** Opening Data supplied block **

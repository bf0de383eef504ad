//! Error types for nzb-dl
//!
//! This module provides error handling for the library, including:
//! - Domain-specific error types (Nntp, Decode, Queue, Assemble)
//! - The queue-exhaustion taxonomy (`Empty`, `EmptyForPool`, `PoolsExhausted`)
//!   that drives cross-pool failover
//! - Context information (archive ID, message-id, pool, file path)

use crate::types::{ArchiveId, PoolId, SegmentKey};
use std::path::PathBuf;
use thiserror::Error;

/// Result type alias for nzb-dl operations
pub type Result<T> = std::result::Result<T, Error>;

/// Main error type for nzb-dl
///
/// This is the primary error type used throughout the library. Each variant includes
/// contextual information to help diagnose issues.
#[derive(Debug, Error)]
pub enum Error {
    /// Configuration error with context about which setting is invalid
    #[error("configuration error: {message}")]
    Config {
        /// Human-readable error message describing the configuration issue
        message: String,
        /// The configuration key that caused the error (e.g., "servers")
        key: Option<String>,
    },

    /// NNTP protocol or connection error
    #[error("NNTP error: {0}")]
    Nntp(#[from] NntpError),

    /// Article decode error
    #[error("decode error: {0}")]
    Decode(#[from] DecodeError),

    /// Segment queue error
    #[error("queue error: {0}")]
    Queue(#[from] QueueError),

    /// File assembly error
    #[error("assembly error: {0}")]
    Assemble(#[from] AssembleError),

    /// Invalid NZB manifest
    #[error("invalid NZB: {0}")]
    InvalidNzb(String),

    /// I/O error
    #[error("I/O error: {0}")]
    Io(#[from] std::io::Error),

    /// Archive not found
    #[error("archive {id} not found")]
    ArchiveNotFound {
        /// The archive ID that was not found
        id: ArchiveId,
    },

    /// Archive already in requested state
    #[error("archive {id} is already {state}")]
    AlreadyInState {
        /// The archive ID that is already in the requested state
        id: ArchiveId,
        /// The current state (e.g., "paused", "canceled")
        state: String,
    },

    /// Cannot perform operation in current state
    #[error("cannot {operation} archive {id} in state {current_state}")]
    InvalidState {
        /// The archive ID that is in an invalid state for the operation
        id: ArchiveId,
        /// The operation that was attempted (e.g., "pause", "resume", "cancel")
        operation: String,
        /// The current state that prevents the operation
        current_state: String,
    },

    /// Shutdown in progress - not accepting new archives
    #[error("shutdown in progress: not accepting new archives")]
    ShuttingDown,

    /// Other error
    #[error("{0}")]
    Other(String),
}

/// NNTP protocol and connection errors
#[derive(Debug, Error)]
pub enum NntpError {
    /// TCP connect failed (refused, DNS failure, unreachable)
    #[error("failed to connect to {host}:{port}: {reason}")]
    ConnectFailed {
        /// Server hostname
        host: String,
        /// Server port
        port: u16,
        /// Underlying failure description
        reason: String,
    },

    /// No data received within the active timeout while a fetch was in flight
    #[error("timed out after {seconds}s waiting for server data")]
    Timeout {
        /// The timeout that elapsed, in seconds
        seconds: u64,
    },

    /// Server rejected the greeting or MODE READER exchange
    #[error("server rejected reader mode: {code} {message}")]
    ModeRejected {
        /// NNTP response code
        code: u16,
        /// Response text
        message: String,
    },

    /// AUTHINFO exchange failed
    #[error("authentication rejected: {code} {message}")]
    AuthRejected {
        /// NNTP response code
        code: u16,
        /// Response text
        message: String,
    },

    /// GROUP selection failed for a specific newsgroup
    #[error("group {group} unavailable: {code}")]
    GroupUnavailable {
        /// The newsgroup that could not be selected
        group: String,
        /// NNTP response code
        code: u16,
    },

    /// Authoritative missing-article response (423 or 430)
    #[error("no such article {message_id}: {code}")]
    ArticleMissing {
        /// The article message-id that the server does not carry
        message_id: String,
        /// NNTP response code (423 or 430)
        code: u16,
    },

    /// Code 400: the server is closing the session (idle timeout)
    #[error("server closed the session (400)")]
    SessionTimeout,

    /// The server replied with something the protocol state did not allow
    #[error("unexpected response to {command}: {code} {message}")]
    UnexpectedResponse {
        /// The command that was sent
        command: String,
        /// NNTP response code
        code: u16,
        /// Response text
        message: String,
    },

    /// The connection was dropped mid-exchange
    #[error("connection closed by server")]
    Disconnected,

    /// Socket-level I/O error
    #[error("I/O error: {0}")]
    Io(#[from] std::io::Error),
}

impl NntpError {
    /// Whether this error is an authoritative "the article/group does not exist"
    /// answer, as opposed to a network fault that a retry might clear.
    pub fn is_authoritative_missing(&self) -> bool {
        matches!(
            self,
            NntpError::ArticleMissing { .. } | NntpError::GroupUnavailable { .. }
        )
    }
}

/// Segment queue errors
///
/// `Empty` and `EmptyForPool` are normal control flow for idle connections;
/// `PoolsExhausted` is the terminal failover outcome for a single segment.
#[derive(Debug, Error, PartialEq, Eq)]
pub enum QueueError {
    /// Nothing remains in the queue for any pool
    #[error("queue is empty")]
    Empty,

    /// Nothing remains for this pool, but other pools still have retry work
    #[error("no work available for pool {pool}")]
    EmptyForPool {
        /// The pool that found nothing eligible
        pool: PoolId,
    },

    /// Every configured pool has failed this segment
    #[error("segment {key} ({message_id}) has failed on all pools")]
    PoolsExhausted {
        /// Which segment ran out of pools
        key: SegmentKey,
        /// The article message-id, for operator-facing logs
        message_id: String,
    },

    /// More server pools configured than the failed-pool mask can represent
    #[error("too many server pools: {count} (maximum 32)")]
    TooManyPools {
        /// Number of configured pools
        count: usize,
    },
}

/// Article decode errors
///
/// Decode failures are deliberately non-fatal in the pipeline (an undecodable
/// article degrades to a zero-byte placeholder); these variants exist for
/// logging and for unit-level assertions.
#[derive(Debug, Error, PartialEq, Eq)]
pub enum DecodeError {
    /// A yEnc or UUencode header line could not be parsed
    #[error("malformed header line: {line}")]
    MalformedHeader {
        /// The offending line (lossily decoded for display)
        line: String,
    },

    /// No recognizable encoding header was found
    #[error("no recognizable encoding header")]
    UnknownEncoding,
}

/// File assembly errors
#[derive(Debug, Error)]
pub enum AssembleError {
    /// Assembly was aborted because the archive was canceled
    #[error("assembly canceled")]
    Canceled,

    /// A decoded segment file vanished between decode and assembly
    #[error("segment file missing: {path}")]
    SegmentFileMissing {
        /// The expected on-disk segment path
        path: PathBuf,
    },

    /// No unique destination name could be found
    #[error("could not find unique name for {path}")]
    CollisionUnresolved {
        /// The colliding destination path
        path: PathBuf,
    },

    /// I/O failure while concatenating
    #[error("I/O error during assembly: {0}")]
    Io(#[from] std::io::Error),
}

** Closing Data supplied block **

## Task directions
Where a line of the material above holds the string "path", copy that line.

## Final answer
//! - Context information (archive ID, message-id, pool, file path)
use std::path::PathBuf;
    #[error("segment file missing: {path}")]
        /// The expected on-disk segment path
        path: PathBuf,
    #[error("could not find unique name for {path}")]
        /// The colliding destination path
        path: PathBuf,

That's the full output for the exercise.